Bazı isimler vardır, sadece bir birey değil; bir dönemin, bir direnişin ve bir mücadelenin sembolü olurlar. Bursa’da, özellikle Yıldırım’da bu sembol isim bugün “Ahmet Abi” olarak tanınıyor: Avukat Ahmet Keskin.
19 Mart’ta Ekrem İmamoğlu’nun tutuklanmasını protesto eylemlerinin ardından kendisi de tutuklanan Keskin, cezaevinden gönderdiği mektubunda şu sözlerle tarihe not düşmüştü:
“Cüppemizde ilik yok, adaletsizliğe tahammülümüz yok.”
Bu cümle, onun hukukçu kimliğinin ötesinde bir duruşun, bir direnişin ve en önemlisi bir adalet inancının ifadesiydi. O gün bugündür, Ahmet Keskin yalnızca bir hukukçu değil; halkın, özellikle gençlerin vicdanı, yol arkadaşı, mücadele ortağıdır.

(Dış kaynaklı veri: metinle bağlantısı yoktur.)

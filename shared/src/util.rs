//! Time helpers

/// Timestamp layout used on every stored record.
///
/// Fixed width and zero padded, so lexicographic order over the strings is
/// chronological order. The store's order-by relies on this.
pub const STAMP_FORMAT: &str = "%Y-%m-%d %H:%M:%S";

/// Current local time in the stored-record format.
pub fn now_stamp() -> String {
    chrono::Local::now().format(STAMP_FORMAT).to_string()
}
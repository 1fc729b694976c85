//! API response envelope
//!
//! Standardized response structure for the backend REST API.

use serde::{Deserialize, Serialize};

/// Response code carried on success.
pub const API_CODE_SUCCESS: &str = "E0000";

/// Unified API response structure.
///
/// ```json
/// {
///     "code": "E0000",
///     "message": "Success",
///     "data": { ... }
/// }
/// ```
///
/// Account-service failures reuse `code` for the auth vocabulary word
/// (`EMAIL_EXISTS`, `WRONG_PASSWORD`, ...).
#[derive(Debug, Serialize, Deserialize)]
pub struct ApiResponse<T> {
    /// Response code (`E0000` = success, others = error codes).
    pub code: String,
    /// Human-readable message.
    pub message: String,
    /// Response data (optional).
    #[serde(skip_serializing_if = "Option::is_none")]
    pub data: Option<T>,
}

impl<T> ApiResponse<T> {
    /// Create a successful response.
    pub fn ok(data: T) -> Self {
        Self {
            code: API_CODE_SUCCESS.to_string(),
            message: "Success".to_string(),
            data: Some(data),
        }
    }

    /// Create an error response.
    pub fn error(code: impl Into<String>, message: impl Into<String>) -> Self {
        Self {
            code: code.into(),
            message: message.into(),
            data: None,
        }
    }

    /// Whether the envelope carries the success code.
    pub fn is_success(&self) -> bool {
        self.code == API_CODE_SUCCESS
    }
}
//! Input validation helpers
//!
//! Centralized text limits and field checks. Everything here runs locally,
//! before any network call; helpers return the rejection message so callers
//! can wrap it in their own error type.

// ── Text length limits ──────────────────────────────────────────────

/// Entity names: complaint titles, account display names, categories.
pub const MAX_NAME_LEN: usize = 200;

/// Long free text: descriptions, remarks, locations, contacts.
pub const MAX_NOTE_LEN: usize = 500;

/// Email addresses (RFC 5321).
pub const MAX_EMAIL_LEN: usize = 254;

/// Minimum password length accepted locally and enforced by the service.
pub const MIN_PASSWORD_LEN: usize = 6;

/// Maximum password length (before hashing, service-side).
pub const MAX_PASSWORD_LEN: usize = 128;

// ── Validation helpers ───────────────────────────────────────────────

/// Validate that a required string is non-empty after trimming and within
/// the length limit.
pub fn validate_required_text(value: &str, field: &str, max_len: usize) -> Result<(), String> {
    if value.trim().is_empty() {
        return Err(format!("{field} must not be empty"));
    }
    if value.len() > max_len {
        return Err(format!(
            "{field} is too long ({} chars, max {max_len})",
            value.len()
        ));
    }
    Ok(())
}

/// Validate that an optional string, if present, is within the length limit.
pub fn validate_optional_text(
    value: Option<&str>,
    field: &str,
    max_len: usize,
) -> Result<(), String> {
    if let Some(v) = value
        && v.len() > max_len
    {
        return Err(format!(
            "{field} is too long ({} chars, max {max_len})",
            v.len()
        ));
    }
    Ok(())
}

/// Minimal email shape check: an `@` with a dot somewhere in the domain
/// part. Real validation is the account service's job.
pub fn looks_like_email(email: &str) -> bool {
    match email.rsplit_once('@') {
        Some((_, domain)) => domain.contains('.'),
        None => false,
    }
}
//! Complaint model and lifecycle states

use serde::{Deserialize, Serialize};

/// Lifecycle state of a complaint.
///
/// The walk is linear: OPEN -> IN_PROGRESS -> RESOLVED -> CLOSED. Each state
/// has at most one legal successor and CLOSED is terminal.
#[derive(Debug, Clone, Copy, PartialEq, Eq, Hash, Serialize, Deserialize)]
#[serde(rename_all = "SCREAMING_SNAKE_CASE")]
pub enum ComplaintStatus {
    Open,
    InProgress,
    Resolved,
    Closed,
}

impl ComplaintStatus {
    /// All states, in lifecycle order.
    pub const ALL: [ComplaintStatus; 4] = [
        ComplaintStatus::Open,
        ComplaintStatus::InProgress,
        ComplaintStatus::Resolved,
        ComplaintStatus::Closed,
    ];

    /// The single legal successor state, if any.
    pub fn next(self) -> Option<ComplaintStatus> {
        match self {
            ComplaintStatus::Open => Some(ComplaintStatus::InProgress),
            ComplaintStatus::InProgress => Some(ComplaintStatus::Resolved),
            ComplaintStatus::Resolved => Some(ComplaintStatus::Closed),
            ComplaintStatus::Closed => None,
        }
    }

    /// Whether `next` is the legal successor of `self`.
    pub fn can_transition_to(self, next: ComplaintStatus) -> bool {
        self.next() == Some(next)
    }

    /// CLOSED has no outbound transition.
    pub fn is_terminal(self) -> bool {
        self.next().is_none()
    }

    /// Wire representation (`OPEN`, `IN_PROGRESS`, ...).
    pub fn as_str(self) -> &'static str {
        match self {
            ComplaintStatus::Open => "OPEN",
            ComplaintStatus::InProgress => "IN_PROGRESS",
            ComplaintStatus::Resolved => "RESOLVED",
            ComplaintStatus::Closed => "CLOSED",
        }
    }
}

impl std::fmt::Display for ComplaintStatus {
    fn fmt(&self, f: &mut std::fmt::Formatter<'_>) -> std::fmt::Result {
        f.write_str(self.as_str())
    }
}

/// Complaint priority.
#[derive(Debug, Clone, Copy, PartialEq, Eq, Hash, Default, Serialize, Deserialize)]
#[serde(rename_all = "SCREAMING_SNAKE_CASE")]
pub enum Priority {
    Low,
    #[default]
    Medium,
    High,
    Critical,
}

impl Priority {
    /// Wire representation (`LOW`, `MEDIUM`, ...).
    pub fn as_str(self) -> &'static str {
        match self {
            Priority::Low => "LOW",
            Priority::Medium => "MEDIUM",
            Priority::High => "HIGH",
            Priority::Critical => "CRITICAL",
        }
    }
}

impl std::fmt::Display for Priority {
    fn fmt(&self, f: &mut std::fmt::Formatter<'_>) -> std::fmt::Result {
        f.write_str(self.as_str())
    }
}

/// Canonical category choices offered by the submit form. The stored
/// `category` field stays free text; these are the suggested values.
pub const CATEGORIES: [&str; 6] = ["IT", "HR", "Facilities", "Finance", "Admin", "Other"];

/// Category applied when the submitter leaves the field empty.
pub const DEFAULT_CATEGORY: &str = "Other";

/// One reported issue.
///
/// `id` is assigned by the document store on creation; it is not part of the
/// stored record and is filled in from the document key after a read.
#[derive(Debug, Clone, Serialize, Deserialize)]
pub struct Complaint {
    #[serde(default, skip_serializing)]
    pub id: String,
    pub title: String,
    pub description: String,
    pub category: String,
    pub priority: Priority,
    pub status: ComplaintStatus,
    /// Creation time, `YYYY-MM-DD HH:MM:SS`. Fixed width and zero padded, so
    /// string order is chronological order.
    pub created_at: String,
    pub created_by_uid: String,
    /// Creator display name.
    pub name: String,
    /// Creator email.
    pub email: String,
    #[serde(default)]
    pub location: String,
    #[serde(default)]
    pub contact: String,
}

/// Submitter-provided fields for a new complaint.
///
/// `title` and `description` are required; the rest falls back to the
/// documented defaults when omitted.
#[derive(Debug, Clone, Default, Serialize, Deserialize)]
pub struct ComplaintDraft {
    pub title: String,
    pub description: String,
    #[serde(default)]
    pub category: Option<String>,
    #[serde(default)]
    pub priority: Option<Priority>,
    #[serde(default)]
    pub location: Option<String>,
    #[serde(default)]
    pub contact: Option<String>,
}

impl ComplaintDraft {
    /// Create a draft with the two required fields.
    pub fn new(title: impl Into<String>, description: impl Into<String>) -> Self {
        Self {
            title: title.into(),
            description: description.into(),
            ..Self::default()
        }
    }

    /// Set the category.
    pub fn with_category(mut self, category: impl Into<String>) -> Self {
        self.category = Some(category.into());
        self
    }

    /// Set the priority.
    pub fn with_priority(mut self, priority: Priority) -> Self {
        self.priority = Some(priority);
        self
    }

    /// Set the free-text location.
    pub fn with_location(mut self, location: impl Into<String>) -> Self {
        self.location = Some(location.into());
        self
    }

    /// Set the contact field.
    pub fn with_contact(mut self, contact: impl Into<String>) -> Self {
        self.contact = Some(contact.into());
        self
    }
}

Tutukluluğu boyunca sosyal medya “Ahmet Keskin yalnız değildir!” paylaşımlarıyla çalkalanırken, Yıldırım ilçe başkanı ilhami gün'ün sessizliği dikkat çekiciydi. Ancak Keskin, serbest kaldığı an hiçbir kırgınlık belirtisi göstermedi; kol kola yeniden sokaklara döndü. Çünkü onun için makamlar değil, mücadele kutsaldı. Çünkü o, “Kararlı olan insanın makama, mevkiye ihtiyacı olmaz. Mücadeleye devam etmenin bir yolunu bulur” diyebilen bir yürek taşıyor.
CHP Yıldırım İlçe Başkanlığı’na adaylığını açıklayan Keskin, yalnızca bir koltuğa değil, bir vizyona talip. İlçede uzun süredir süren sessizliği ve eylemsizliği açıkça eleştirerek, “Yıldırım’da değişim zamanı!” diyor.
Onun hedefi; korkunun değil cesaretin, suskunluğun değil mücadelenin hâkim olduğu bir örgüt yapısı kurmak.
Ahmet Keskin’in adaylığı, sadece bir seçim süreci değil; aynı zamanda bir değişimin, bir gençleşmenin ve bir uyanışın işaretidir. Onun etrafında toplanan gençler ona artık “Ahmet Abi” diyor. Çünkü o, yukarıdan konuşan biri değil; omuz omuza yürüyen, gerektiğinde barikatın en önüne geçen Ahmet abi'dir
Bugün Yıldırım’ın umut aradığı bir dönemde, o umut yeniden yeşeriyor.
“Yıldırım barikatın önüne geçecek, mücadeleyi omuzlayacak ve Türkiye’ye umut olacak!”